Он нагнулся, подхватил шестизарядный револьвер и проверил заряд. Его слова и звучали как выстрел — холодно, резко, безжалостно.
— Женщины продают себя мужьям так же, как проститутки продают свое тело на час. Женщины никогда не отдаются просто из любви к мужчине, если он ничего не пообещал им, кроме чувства.
— Так было у Виллоу и Калеба? — напрямик спросила Ева.
— Они представляют собой исключение, которое подтверждает Золотое Правило Рено.
Он резким движением зачехлил револьвер и посмотрел на нее. Взгляд его был настолько суров, что Ева невольно вздрогнула.
— Какое правило? — поинтересовалась она, наверняка зная, что ответ будет ей неприятен.
Она оказалась права.
— Нельзя положиться на женщин, — изрек Рено, — но можно положиться на золото.
На востоке едва забрезжила заря, когда Рено и Ева двинулись в путь. В течение всего утра Рено изучал то окружающий ландшафт, то журнал. Он не сказал Еве и двух слов после того, как изложил ей свое Золотое Правило.

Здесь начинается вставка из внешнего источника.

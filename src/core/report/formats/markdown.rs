//! Markdown report generator
//!
//! Renders the `templates/report.md` askama template. Table rows are
//! formatted here so the template only lays them out.

use crate::core::get_version;
use crate::core::report::{ReportContext, ReportGenerator};
use askama::Template;
use std::error::Error;
use std::fs;
use std::path::Path;

/// Placeholder for values that do not exist (e.g., a term without GPA data)
const NONE: &str = "-";

struct ShareRow {
    label: String,
    count: usize,
    percentage: String,
}

struct PeriodRow {
    period: String,
    gpa: String,
    attempted: String,
    earned: String,
    courses: usize,
}

struct CourseRow {
    code: String,
    name: String,
    grade: String,
    period: String,
}

struct ProjectionRow {
    period: String,
    gpa: String,
}

#[derive(Template)]
#[template(path = "report.md", escape = "none")]
struct MarkdownTemplate {
    subject: String,
    version: &'static str,
    has_no_data: bool,
    overall_gpa: String,
    total_credits: String,
    total_courses: usize,
    department_count: usize,
    standing: String,
    progress: String,
    remaining: String,
    estimate: String,
    avg_credits: String,
    best_semester: String,
    worst_semester: String,
    improving: &'static str,
    in_progress_courses: usize,
    in_progress_credits: String,
    skipped: String,
    grades: Vec<ShareRow>,
    departments: Vec<ShareRow>,
    periods: Vec<PeriodRow>,
    notes: Vec<String>,
    struggling: Vec<CourseRow>,
    strengths: Vec<CourseRow>,
    current: Vec<CourseRow>,
    projection: Vec<ProjectionRow>,
}

/// Markdown report generator
pub struct MarkdownReporter;

impl MarkdownReporter {
    /// Create a new Markdown reporter
    #[must_use]
    pub const fn new() -> Self {
        Self
    }

    fn build(ctx: &ReportContext) -> MarkdownTemplate {
        let bundle = ctx.bundle;
        let insights = &bundle.insights;
        let progress = &bundle.degree_progress;
        let highlight = |h: Option<crate::core::bundle::SemesterHighlight>| {
            h.map_or_else(|| NONE.to_string(), |h| format!("{} ({:.2})", h.period, h.gpa))
        };

        MarkdownTemplate {
            subject: ctx.subject.to_string(),
            version: get_version(),
            has_no_data: bundle.has_no_data,
            overall_gpa: format!("{:.2}", bundle.overall_gpa),
            total_credits: format!("{:.1}", bundle.total_credits),
            total_courses: bundle.total_courses,
            department_count: bundle.department_count,
            standing: progress.standing.to_string(),
            progress: format!("{:.1}%", progress.percentage),
            remaining: format!("{:.1}", progress.remaining_credits),
            estimate: progress
                .estimated_semesters_remaining
                .map_or_else(|| NONE.to_string(), |n| n.to_string()),
            avg_credits: format!("{:.1}", insights.avg_credits_per_semester),
            best_semester: highlight(insights.best_semester),
            worst_semester: highlight(insights.worst_semester),
            improving: if insights.is_improving { "yes" } else { "no" },
            in_progress_courses: bundle.in_progress.courses,
            in_progress_credits: format!("{:.1}", bundle.in_progress.credits),
            skipped: bundle.skipped_records.join(", "),
            grades: bundle
                .grade_distribution
                .iter()
                .map(|share| ShareRow {
                    label: share.grade.clone(),
                    count: share.count,
                    percentage: format!("{:.1}%", share.percentage),
                })
                .collect(),
            departments: bundle
                .department_distribution
                .iter()
                .map(|share| ShareRow {
                    label: share.category.clone(),
                    count: share.count,
                    percentage: format!("{:.1}%", share.percentage),
                })
                .collect(),
            periods: bundle
                .gpa_by_period
                .iter()
                .map(|point| PeriodRow {
                    period: point.period.label(),
                    gpa: point
                        .gpa
                        .map_or_else(|| NONE.to_string(), |gpa| format!("{gpa:.2}")),
                    attempted: format!("{:.1}", point.attempted_credits),
                    earned: format!("{:.1}", point.earned_credits),
                    courses: point.course_count,
                })
                .collect(),
            notes: ctx
                .findings
                .trend_notes
                .iter()
                .map(ToString::to_string)
                .collect(),
            struggling: ctx
                .findings
                .struggling_courses
                .iter()
                .map(|c| CourseRow {
                    code: c.course_code.clone(),
                    name: c.course_name.clone(),
                    grade: c.grade.to_string(),
                    period: c.period.label(),
                })
                .collect(),
            strengths: ctx
                .findings
                .top_department_best_courses
                .iter()
                .map(|c| CourseRow {
                    code: c.course_code.clone(),
                    name: c.course_name.clone(),
                    grade: c.grade.to_string(),
                    period: c.period.label(),
                })
                .collect(),
            current: ctx
                .current_courses
                .iter()
                .map(|c| CourseRow {
                    code: c.course_code.clone(),
                    name: c.course_name.clone(),
                    grade: format!("{:.1} cr", c.credit_hours),
                    period: c.period().label(),
                })
                .collect(),
            projection: ctx
                .projected_points()
                .map(|p| ProjectionRow {
                    period: p.period.label(),
                    gpa: format!("{:.2}", p.value),
                })
                .collect(),
        }
    }
}

impl Default for MarkdownReporter {
    fn default() -> Self {
        Self::new()
    }
}

impl ReportGenerator for MarkdownReporter {
    fn generate(&self, ctx: &ReportContext, output_path: &Path) -> Result<(), Box<dyn Error>> {
        let report_content = self.render(ctx)?;
        fs::write(output_path, report_content)?;
        Ok(())
    }

    fn render(&self, ctx: &ReportContext) -> Result<String, Box<dyn Error>> {
        Ok(Self::build(ctx).render()?)
    }
}

#[cfg(test)]
mod tests {
    use super::*;
    use crate::core::aggregate::{aggregate, AnalyticsConfig};
    use crate::core::insights::derive_findings;
    use crate::core::models::{CourseRecord, Semester};

    #[test]
    fn test_render_contains_summary_and_tables() {
        let records = vec![
            CourseRecord::new("1", "CS 1800", 4.0, Semester::Fall, 2023)
                .with_name("Discrete Structures")
                .with_grade("A"),
            CourseRecord::new("2", "MATH 1341", 4.0, Semester::Spring, 2024).with_grade("C"),
            CourseRecord::new("3", "CS 2500", 4.0, Semester::Fall, 2024).in_progress(),
        ];
        let bundle = aggregate(&records, &AnalyticsConfig::default()).unwrap();
        let findings = derive_findings(&bundle, &records);
        let current = crate::core::grouping::current_courses(&records);
        let ctx = ReportContext::new("tester", &bundle, &findings, current);

        let out = MarkdownReporter::new().render(&ctx).unwrap();
        assert!(out.contains("# Academic Report: tester"));
        assert!(out.contains("| Overall GPA | 3.00 |"));
        assert!(out.contains("| Fall 2023 | 4.00 |"));
        assert!(out.contains("| MATH | 1 | 50.0% |"));
        assert!(out.contains("CS 2500"));
        assert!(out.contains("Declining trend"));
    }

    #[test]
    fn test_render_no_data() {
        let bundle = crate::core::bundle::AggregationBundle::empty();
        let findings = crate::core::insights::Findings::default();
        let ctx = ReportContext::new("nobody", &bundle, &findings, Vec::new());
        let out = MarkdownReporter::new().render(&ctx).unwrap();
        assert!(out.contains("No completed courses yet."));
    }
}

К полудню Еве стали несколько надоедать односторонние беседы с мышастой. Не более удовлетворял ее и разговор с обоими Длинногривыми. Они лишь слегка шевелили ушами, когда Ева обращалась к ним.
— Такие же упрямые, как он, — сказала Ева четко.
Если Рено и слышал (а она была в этом уверена), то не счел нужным даже бросить взгляд в ее сторону. Он продолжал смотреть сперва в один, затем в другой журнал, положив их на бедро и пытаясь что-то найти.
— Помощь нужна? — спросила наконец Ева.
Рено покачал головой, не прерывая занятия.
Еще минут пятнадцать прошло в таком же молчании, после чего Рено остановился и довольно долго смотрел в бинокль то назад, то вперед. Затем он сложил бинокль и пришпорил Любимицу.